Viki - 1 year ago 68

Python Question

I would like to create a matrix from a three column file.

I am sure it's something extremely easy, but I just do not understand how it needs to be done. Please be gentle, I am a beginner to python.

Thank you

The format of my input file

`A A 5`

A B 4

A C 3

B B 2

B C 1

C C 0

Desired output - complete matrix

`A B C`

A 5 4 3

B 4 2 1

C 3 1 0

Or - half matrix

`A B C`

A 5 4 3

B 2 1

C 0

I tried this, but as I said, I am VERY new to python and programming.

`import numpy as np`

for line in file('test').readlines():

name1, name2, value = line.strip().split('\t')

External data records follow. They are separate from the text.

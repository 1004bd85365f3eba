use axum::{http::StatusCode, response::IntoResponse, Json};
use serde::Serialize;
use tracing::error;

use crate::errors::Error;

#[derive(Debug)]
pub enum ApiError {
    BadRequest(String),
    Unauthorized(String),
    NotFound(String),
    NotAcceptable(String),
    Conflict(String),
    ServiceUnavailable(String),
    Internal(String),
}

impl ApiError {
    fn status_code(&self) -> StatusCode {
        match self {
            ApiError::BadRequest(_) => StatusCode::BAD_REQUEST,
            ApiError::Unauthorized(_) => StatusCode::UNAUTHORIZED,
            ApiError::NotFound(_) => StatusCode::NOT_FOUND,
            ApiError::NotAcceptable(_) => StatusCode::NOT_ACCEPTABLE,
            ApiError::Conflict(_) => StatusCode::CONFLICT,
            ApiError::ServiceUnavailable(_) => StatusCode::SERVICE_UNAVAILABLE,
            ApiError::Internal(_) => StatusCode::INTERNAL_SERVER_ERROR,
        }
    }

    pub fn bad_request<S: Into<String>>(msg: S) -> Self {
        ApiError::BadRequest(msg.into())
    }

    pub fn unauthorized<S: Into<String>>(msg: S) -> Self {
        ApiError::Unauthorized(msg.into())
    }
}

#[derive(Serialize)]
struct ErrorBody {
    error: &'static str,
    message: String,
}

impl IntoResponse for ApiError {
    fn into_response(self) -> axum::response::Response {
        let status = self.status_code();
        let error_kind = match self {
            ApiError::BadRequest(_) => "bad_request",
            ApiError::Unauthorized(_) => "unauthorized",
            ApiError::NotFound(_) => "not_found",
            ApiError::NotAcceptable(_) => "not_acceptable",
            ApiError::Conflict(_) => "conflict",
            ApiError::ServiceUnavailable(_) => "service_unavailable",
            ApiError::Internal(_) => "internal_error",
        };

        let message = match self {
            ApiError::BadRequest(msg)
            | ApiError::Unauthorized(msg)
            | ApiError::NotFound(msg)
            | ApiError::NotAcceptable(msg)
            | ApiError::Conflict(msg)
            | ApiError::ServiceUnavailable(msg)
            | ApiError::Internal(msg) => msg,
        };

        (status, Json(ErrorBody { error: error_kind, message })).into_response()
    }
}

impl From<Error> for ApiError {
    fn from(err: Error) -> Self {
        let message = err.to_string();
        match err.status_code() {
            400 => ApiError::BadRequest(message),
            401 => ApiError::Unauthorized(message),
            404 => ApiError::NotFound(message),
            406 => ApiError::NotAcceptable(message),
            409 => ApiError::Conflict(message),
            503 => ApiError::ServiceUnavailable(message),
            _ => {
                error!(error = ?err, "Request failed");
                ApiError::Internal(message)
            }
        }
    }
}

impl From<crate::plugin::PluginError> for ApiError {
    fn from(err: crate::plugin::PluginError) -> Self {
        Error::from(err).into()
    }
}
//! # Structured Logging
//!
//! Subscriber setup plus a span macro for plugin operations. `RUST_LOG`
//! overrides the configured level when set.

use crate::config::ObservabilityConfig;
use crate::errors::{KeystashError, Result};
use tracing::Subscriber;
use tracing_appender::non_blocking::WorkerGuard;
use tracing_subscriber::layer::SubscriberExt;
use tracing_subscriber::util::SubscriberInitExt;
use tracing_subscriber::{fmt, EnvFilter, Layer, Registry};

/// Create a tracing span around a call into a store or crypto plugin.
#[macro_export]
macro_rules! plugin_span {
    ($plugin:expr, $operation:expr) => {
        tracing::info_span!("plugin_operation", plugin = %$plugin, operation = %$operation)
    };
    ($plugin:expr, $operation:expr, $($field:tt)*) => {
        tracing::info_span!(
            "plugin_operation",
            plugin = %$plugin,
            operation = %$operation,
            $($field)*
        )
    };
}

/// Keeps the non-blocking file writer alive; dropping it flushes the log.
#[derive(Debug, Default)]
pub struct LoggingGuard {
    _file: Option<WorkerGuard>,
}

/// Build the subscriber described by `config` without installing it.
pub fn build_subscriber(
    config: &ObservabilityConfig,
) -> Result<(impl Subscriber + Send + Sync + 'static, LoggingGuard)> {
    let filter = EnvFilter::try_from_default_env()
        .or_else(|_| EnvFilter::try_new(&config.log_level))
        .map_err(|e| {
            KeystashError::config_with_source(
                format!("Invalid log level '{}'", config.log_level),
                Box::new(e),
            )
        })?;

    let mut layers: Vec<Box<dyn Layer<Registry> + Send + Sync>> = Vec::new();
    layers.push(if config.json_logging {
        fmt::layer().json().with_current_span(true).boxed()
    } else {
        fmt::layer().with_target(true).boxed()
    });

    let mut guard = LoggingGuard::default();
    if let Some(dir) = &config.log_dir {
        std::fs::create_dir_all(dir).map_err(|e| {
            KeystashError::io(e, format!("Failed to create log directory {}", dir.display()))
        })?;
        let appender =
            tracing_appender::rolling::daily(dir, format!("{}.log", config.service_name));
        let (writer, file_guard) = tracing_appender::non_blocking(appender);
        layers.push(fmt::layer().json().with_ansi(false).with_writer(writer).boxed());
        guard._file = Some(file_guard);
    }

    Ok((tracing_subscriber::registry().with(layers).with(filter), guard))
}

/// Install the global subscriber.
///
/// A second call (tests, embedded use) keeps the existing subscriber.
pub fn init_logging(config: &ObservabilityConfig) -> Result<LoggingGuard> {
    let (subscriber, guard) = build_subscriber(config)?;
    if subscriber.try_init().is_err() {
        tracing::debug!("Global subscriber already installed; keeping it");
    }
    Ok(guard)
}

/// Log configuration at startup
pub fn log_config_info(config: &crate::config::AppConfig) {
    tracing::info!(
        server_address = %config.server.bind_address(),
        database_url = %crate::storage::sanitize_url(&config.database.url),
        store_plugins = ?config.enabled_store_plugins(),
        crypto_plugins = ?config.enabled_crypto_plugins(),
        multiple_secret_stores = config.secretstore.enable_multiple_secret_stores,
        metrics_enabled = config.observability.enable_metrics,
        "keystash configuration"
    );
}

#[cfg(test)]
mod tests {
    use super::*;

    #[test]
    fn plugin_span_accepts_extra_fields() {
        let _span = plugin_span!("store_crypto", "store_secret");
        let _span = plugin_span!("kmip_plugin", "get_secret", key_uuid = "abc");
    }

    #[test]
    fn test_log_config_info() {
        log_config_info(&crate::config::AppConfig::default());
    }

    #[test]
    fn file_logging_writes_into_log_dir() {
        let dir = tempfile::tempdir().unwrap();
        let log_dir = dir.path().join("logs");
        let config = ObservabilityConfig { log_dir: Some(log_dir.clone()), ..Default::default() };

        let (subscriber, guard) = build_subscriber(&config).unwrap();
        assert!(log_dir.is_dir());
        tracing::subscriber::with_default(subscriber, || {
            tracing::warn!(target: "keystash", "file logging check");
        });
        drop(guard);

        let written: String = std::fs::read_dir(&log_dir)
            .unwrap()
            .map(|entry| std::fs::read_to_string(entry.unwrap().path()).unwrap())
            .collect();
        assert!(written.contains("file logging check"));
    }

    #[test]
    fn invalid_level_is_a_config_error() {
        let config = ObservabilityConfig {
            log_level: "keystash=notalevel".into(),
            ..Default::default()
        };
        if std::env::var_os("RUST_LOG").is_none() {
            assert!(build_subscriber(&config).is_err());
        }
    }
}
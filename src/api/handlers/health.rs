//! Health check endpoint for monitoring and readiness probes

use axum::{extract::State, http::StatusCode, Json};
use serde::{Deserialize, Serialize};
use std::collections::BTreeMap;
use tracing::warn;

use crate::api::routes::ApiState;
use crate::observability::MetricsRecorder;
use crate::storage::{check_connection, get_pool_stats};

const OK: &str = "ok";

/// Health check response
#[derive(Debug, Clone, Serialize, Deserialize)]
pub struct HealthResponse {
    /// `ok` when the database and every plugin are healthy, else `degraded`
    pub status: String,
    pub database: String,
    pub plugins: BTreeMap<String, String>,
}

/// Health check endpoint
///
/// Returns 200 when the database answers and every secret store plugin
/// passes its health check, 503 otherwise. Unauthenticated.
pub async fn health_handler(State(state): State<ApiState>) -> (StatusCode, Json<HealthResponse>) {
    let database = match check_connection(&state.pool).await {
        Ok(()) => OK.to_string(),
        Err(e) => {
            warn!(error = %e, "Database health check failed");
            e.to_string()
        }
    };
    MetricsRecorder::new().update_db_connections(get_pool_stats(&state.pool).active());

    let mut plugins = BTreeMap::new();
    for (name, result) in state.stores.health_check_all().await {
        let status = match result {
            Ok(()) => OK.to_string(),
            Err(e) => {
                warn!(plugin = %name, error = %e, "Plugin health check failed");
                e.to_string()
            }
        };
        plugins.insert(name, status);
    }

    let healthy = database == OK && plugins.values().all(|s| s == OK);
    let (code, status) =
        if healthy { (StatusCode::OK, OK) } else { (StatusCode::SERVICE_UNAVAILABLE, "degraded") };

    (code, Json(HealthResponse { status: status.to_string(), database, plugins }))
}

a = np.matrix([[name1], [name2], [value]])

print a

WORKING SCRIPT - One of my friend also helped me, so if anyone if interested in a simpler script, here it is. It's not the most efficient, but works perfectly.

`data = {}`

names = set([])

for line in file('test').readlines():

name1, name2, value = line.strip().split('\t')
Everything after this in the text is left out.